**Brief**
Look through the listing for the string "formats" and copy out every line that holds it.

[[ Record set, beginning ]]

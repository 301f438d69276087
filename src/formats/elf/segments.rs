//! Program header table management

use std::ops::Range;

use crate::formats::elf::types::*;
use crate::formats::elf::utils::{check_bounds, EndianRead};

/// Program headers of one image, in table order
#[derive(Debug, Clone, Default, PartialEq, Eq)]
pub struct SegmentTable {
    headers: Vec<ProgramHeader>,
}

impl SegmentTable {
    /// Parse `count` program headers laid out back to back with stride `entsize`.
    pub fn parse_table(
        table: &[u8],
        count: usize,
        entsize: usize,
        class: ElfClass,
        endian: ElfData,
    ) -> Result<Self> {
        let total_size = count
            .checked_mul(entsize)
            .ok_or(ElfError::InvalidOffset { offset: 0 })?;
        if entsize < class.phdr_size() {
            return Err(ElfError::MalformedHeader(format!(
                "Program header entry size {} too small",
                entsize
            )));
        }
        check_bounds(0, total_size, table.len()).map_err(|_| ElfError::Truncated {
            offset: 0,
            needed: total_size,
        })?;

        let headers = (0..count)
            .map(|i| parse_program_header(table, i * entsize, class, endian))
            .collect::<Result<Vec<_>>>()?;

        Ok(Self { headers })
    }

    pub fn headers(&self) -> &[ProgramHeader] {
        &self.headers
    }

}

/// LOAD segments of `headers`, in table order.
pub fn load_segments(headers: &[ProgramHeader]) -> impl Iterator<Item = &ProgramHeader> + '_ {
    headers.iter().filter(|ph| ph.p_type == PT_LOAD)
}

/// Lowest link-time address of any LOAD segment in `headers`.
pub fn min_load_vaddr(headers: &[ProgramHeader]) -> Option<u64> {
    load_segments(headers).map(|ph| ph.p_vaddr).min()
}

/// Link-time address range spanned by the LOAD segments, holes included.
pub fn load_vaddr_range(headers: &[ProgramHeader]) -> Option<Range<u64>> {
    let start = min_load_vaddr(headers)?;
    let end = load_segments(headers)
        .map(|ph| ph.p_vaddr.saturating_add(ph.p_memsz))
        .max()?;
    Some(start..end)
}

/// The LOAD segment whose memory image covers link-time address `vaddr`.
pub fn load_segment_containing(headers: &[ProgramHeader], vaddr: u64) -> Option<&ProgramHeader> {
    load_segments(headers).find(|ph| vaddr >= ph.p_vaddr && vaddr - ph.p_vaddr < ph.p_memsz)
}

/// The PT_DYNAMIC segment, if the image has one.
pub fn dynamic_segment(headers: &[ProgramHeader]) -> Option<&ProgramHeader> {
    headers.iter().find(|ph| ph.p_type == PT_DYNAMIC)
}

/// Parse a single program header
fn parse_program_header(
    data: &[u8],
    offset: usize,
    class: ElfClass,
    endian: ElfData,
) -> Result<ProgramHeader> {
    match class {
        ElfClass::Elf32 => Ok(ProgramHeader {
            p_type: data.read_u32(offset, endian)?,
            p_offset: data.read_u32(offset + 4, endian)? as u64,
            p_vaddr: data.read_u32(offset + 8, endian)? as u64,
            p_filesz: data.read_u32(offset + 16, endian)? as u64,
            p_memsz: data.read_u32(offset + 20, endian)? as u64,
            p_flags: data.read_u32(offset + 24, endian)?,
        }),
        ElfClass::Elf64 => Ok(ProgramHeader {
            p_type: data.read_u32(offset, endian)?,
            p_flags: data.read_u32(offset + 4, endian)?,
            p_offset: data.read_u64(offset + 8, endian)?,
            p_vaddr: data.read_u64(offset + 16, endian)?,
            p_filesz: data.read_u64(offset + 32, endian)?,
            p_memsz: data.read_u64(offset + 40, endian)?,
        }),
    }
}
//! Binary format decoders

pub mod elf;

[[ Record set, end ]]

**Response area**
filename src/formats/elf/segments.rs
use crate::formats::elf::types::*;
use crate::formats::elf::utils::{check_bounds, EndianRead};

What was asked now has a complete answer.